§ TASK REQUIREMENTS
The output must match the entries below exactly.

§ DATA UNDER STUDY
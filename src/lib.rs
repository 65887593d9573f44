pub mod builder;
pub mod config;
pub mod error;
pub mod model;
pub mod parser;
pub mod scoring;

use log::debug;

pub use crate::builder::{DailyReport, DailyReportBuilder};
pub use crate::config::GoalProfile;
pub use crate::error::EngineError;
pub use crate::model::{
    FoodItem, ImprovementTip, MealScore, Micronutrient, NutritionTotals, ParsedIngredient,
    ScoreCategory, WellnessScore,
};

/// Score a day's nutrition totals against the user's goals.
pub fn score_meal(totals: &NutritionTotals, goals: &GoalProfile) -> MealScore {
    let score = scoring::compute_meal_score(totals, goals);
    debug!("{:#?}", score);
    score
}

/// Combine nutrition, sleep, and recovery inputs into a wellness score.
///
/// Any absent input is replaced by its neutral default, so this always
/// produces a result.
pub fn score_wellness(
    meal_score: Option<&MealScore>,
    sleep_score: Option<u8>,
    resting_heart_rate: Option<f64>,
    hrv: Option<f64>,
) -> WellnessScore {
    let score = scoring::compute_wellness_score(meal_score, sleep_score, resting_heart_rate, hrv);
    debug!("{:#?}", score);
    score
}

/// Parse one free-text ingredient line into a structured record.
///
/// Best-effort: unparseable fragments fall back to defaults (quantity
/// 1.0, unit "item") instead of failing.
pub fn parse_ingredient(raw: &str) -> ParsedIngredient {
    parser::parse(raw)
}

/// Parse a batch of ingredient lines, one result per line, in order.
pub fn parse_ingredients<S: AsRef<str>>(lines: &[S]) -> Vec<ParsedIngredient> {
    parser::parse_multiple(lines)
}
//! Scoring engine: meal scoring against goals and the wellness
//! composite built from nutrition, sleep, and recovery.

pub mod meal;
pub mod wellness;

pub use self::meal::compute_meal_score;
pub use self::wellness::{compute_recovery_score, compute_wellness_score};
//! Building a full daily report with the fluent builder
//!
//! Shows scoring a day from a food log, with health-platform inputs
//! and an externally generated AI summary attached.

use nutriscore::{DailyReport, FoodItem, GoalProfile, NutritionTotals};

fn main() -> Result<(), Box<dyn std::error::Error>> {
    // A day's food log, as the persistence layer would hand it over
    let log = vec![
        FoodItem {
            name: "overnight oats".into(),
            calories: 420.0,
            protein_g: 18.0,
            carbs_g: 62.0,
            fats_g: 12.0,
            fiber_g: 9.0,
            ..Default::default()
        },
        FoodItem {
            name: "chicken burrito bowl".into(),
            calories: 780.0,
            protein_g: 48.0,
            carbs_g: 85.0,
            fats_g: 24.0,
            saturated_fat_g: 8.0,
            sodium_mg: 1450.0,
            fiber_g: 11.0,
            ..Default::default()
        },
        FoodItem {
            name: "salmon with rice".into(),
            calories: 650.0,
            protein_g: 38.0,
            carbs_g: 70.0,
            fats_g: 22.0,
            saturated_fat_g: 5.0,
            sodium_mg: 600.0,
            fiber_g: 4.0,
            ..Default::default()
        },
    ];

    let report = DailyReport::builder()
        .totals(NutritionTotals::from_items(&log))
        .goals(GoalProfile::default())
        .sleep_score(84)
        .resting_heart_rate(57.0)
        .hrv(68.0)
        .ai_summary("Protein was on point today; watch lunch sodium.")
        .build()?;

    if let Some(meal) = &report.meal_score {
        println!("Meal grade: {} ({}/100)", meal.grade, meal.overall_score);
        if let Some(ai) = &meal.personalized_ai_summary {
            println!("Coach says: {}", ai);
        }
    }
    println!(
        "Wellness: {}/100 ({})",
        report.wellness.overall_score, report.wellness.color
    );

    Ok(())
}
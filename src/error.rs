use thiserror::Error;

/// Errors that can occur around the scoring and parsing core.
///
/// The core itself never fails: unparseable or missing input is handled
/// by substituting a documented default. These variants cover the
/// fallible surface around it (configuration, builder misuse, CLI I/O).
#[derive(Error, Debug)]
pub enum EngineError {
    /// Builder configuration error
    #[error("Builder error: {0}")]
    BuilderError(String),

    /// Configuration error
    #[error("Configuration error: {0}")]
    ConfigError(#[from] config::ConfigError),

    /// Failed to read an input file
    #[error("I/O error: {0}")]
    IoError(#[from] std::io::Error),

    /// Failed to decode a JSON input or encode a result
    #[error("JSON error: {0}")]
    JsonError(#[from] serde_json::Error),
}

§ TASK ANSWER
filename src/lib.rs
repository 65887593d9573f44
pub mod builder;
pub mod config;
pub mod error;
pub mod model;
pub mod parser;
pub mod scoring;

use log::debug;

pub use crate::builder::{DailyReport, DailyReportBuilder};
pub use crate::config::GoalProfile;
pub use crate::error::EngineError;
pub use crate::model::{
    FoodItem, ImprovementTip, MealScore, Micronutrient, NutritionTotals, ParsedIngredient,
    ScoreCategory, WellnessScore,
};

/// Score a day's nutrition totals against the user's goals.
pub fn score_meal(totals: &NutritionTotals, goals: &GoalProfile) -> MealScore {
    let score = scoring::compute_meal_score(totals, goals);
    debug!("{:#?}", score);
    score
}

/// Combine nutrition, sleep, and recovery inputs into a wellness score.
///
/// Any absent input is replaced by its neutral default, so this always
/// produces a result.
pub fn score_wellness(
    meal_score: Option<&MealScore>,
    sleep_score: Option<u8>,
    resting_heart_rate: Option<f64>,
    hrv: Option<f64>,
) -> WellnessScore {
    let score = scoring::compute_wellness_score(meal_score, sleep_score, resting_heart_rate, hrv);
    debug!("{:#?}", score);
    score
}

/// Parse one free-text ingredient line into a structured record.
///
/// Best-effort: unparseable fragments fall back to defaults (quantity
/// 1.0, unit "item") instead of failing.
pub fn parse_ingredient(raw: &str) -> ParsedIngredient {
    parser::parse(raw)
}

/// Parse a batch of ingredient lines, one result per line, in order.
pub fn parse_ingredients<S: AsRef<str>>(lines: &[S]) -> Vec<ParsedIngredient> {
    parser::parse_multiple(lines)
}
//! Scoring engine: meal scoring against goals and the wellness
//! composite built from nutrition, sleep, and recovery.

pub mod meal;
pub mod wellness;

pub use self::meal::compute_meal_score;
pub use self::wellness::{compute_recovery_score, compute_wellness_score};
//! Building a full daily report with the fluent builder
//!
//! Shows scoring a day from a food log, with health-platform inputs
//! and an externally generated AI summary attached.

use nutriscore::{DailyReport, FoodItem, GoalProfile, NutritionTotals};

fn main() -> Result<(), Box<dyn std::error::Error>> {
    // A day's food log, as the persistence layer would hand it over
    let log = vec![
        FoodItem {
            name: "overnight oats".into(),
            calories: 420.0,
            protein_g: 18.0,
            carbs_g: 62.0,
            fats_g: 12.0,
            fiber_g: 9.0,
            ..Default::default()
        },
        FoodItem {
            name: "chicken burrito bowl".into(),
            calories: 780.0,
            protein_g: 48.0,
            carbs_g: 85.0,
            fats_g: 24.0,
            saturated_fat_g: 8.0,
            sodium_mg: 1450.0,
            fiber_g: 11.0,
            ..Default::default()
        },
        FoodItem {
            name: "salmon with rice".into(),
            calories: 650.0,
            protein_g: 38.0,
            carbs_g: 70.0,
            fats_g: 22.0,
            saturated_fat_g: 5.0,
            sodium_mg: 600.0,
            fiber_g: 4.0,
            ..Default::default()
        },
    ];

    let report = DailyReport::builder()
        .totals(NutritionTotals::from_items(&log))
        .goals(GoalProfile::default())
        .sleep_score(84)
        .resting_heart_rate(57.0)
        .hrv(68.0)
        .ai_summary("Protein was on point today; watch lunch sodium.")
        .build()?;

    if let Some(meal) = &report.meal_score {
        println!("Meal grade: {} ({}/100)", meal.grade, meal.overall_score);
        if let Some(ai) = &meal.personalized_ai_summary {
            println!("Coach says: {}", ai);
        }
    }
    println!(
        "Wellness: {}/100 ({})",
        report.wellness.overall_score, report.wellness.color
    );

    Ok(())
}
filename src/error.rs
use thiserror::Error;

/// Errors that can occur around the scoring and parsing core.
///
/// The core itself never fails: unparseable or missing input is handled
/// by substituting a documented default. These variants cover the
/// fallible surface around it (configuration, builder misuse, CLI I/O).
#[derive(Error, Debug)]
pub enum EngineError {
    /// Builder configuration error
    #[error("Builder error: {0}")]
    BuilderError(String),

    /// Configuration error
    #[error("Configuration error: {0}")]
    ConfigError(#[from] config::ConfigError),

    /// Failed to read an input file
    #[error("I/O error: {0}")]
    IoError(#[from] std::io::Error),

    /// Failed to decode a JSON input or encode a result
    #[error("JSON error: {0}")]
    JsonError(#[from] serde_json::Error),
}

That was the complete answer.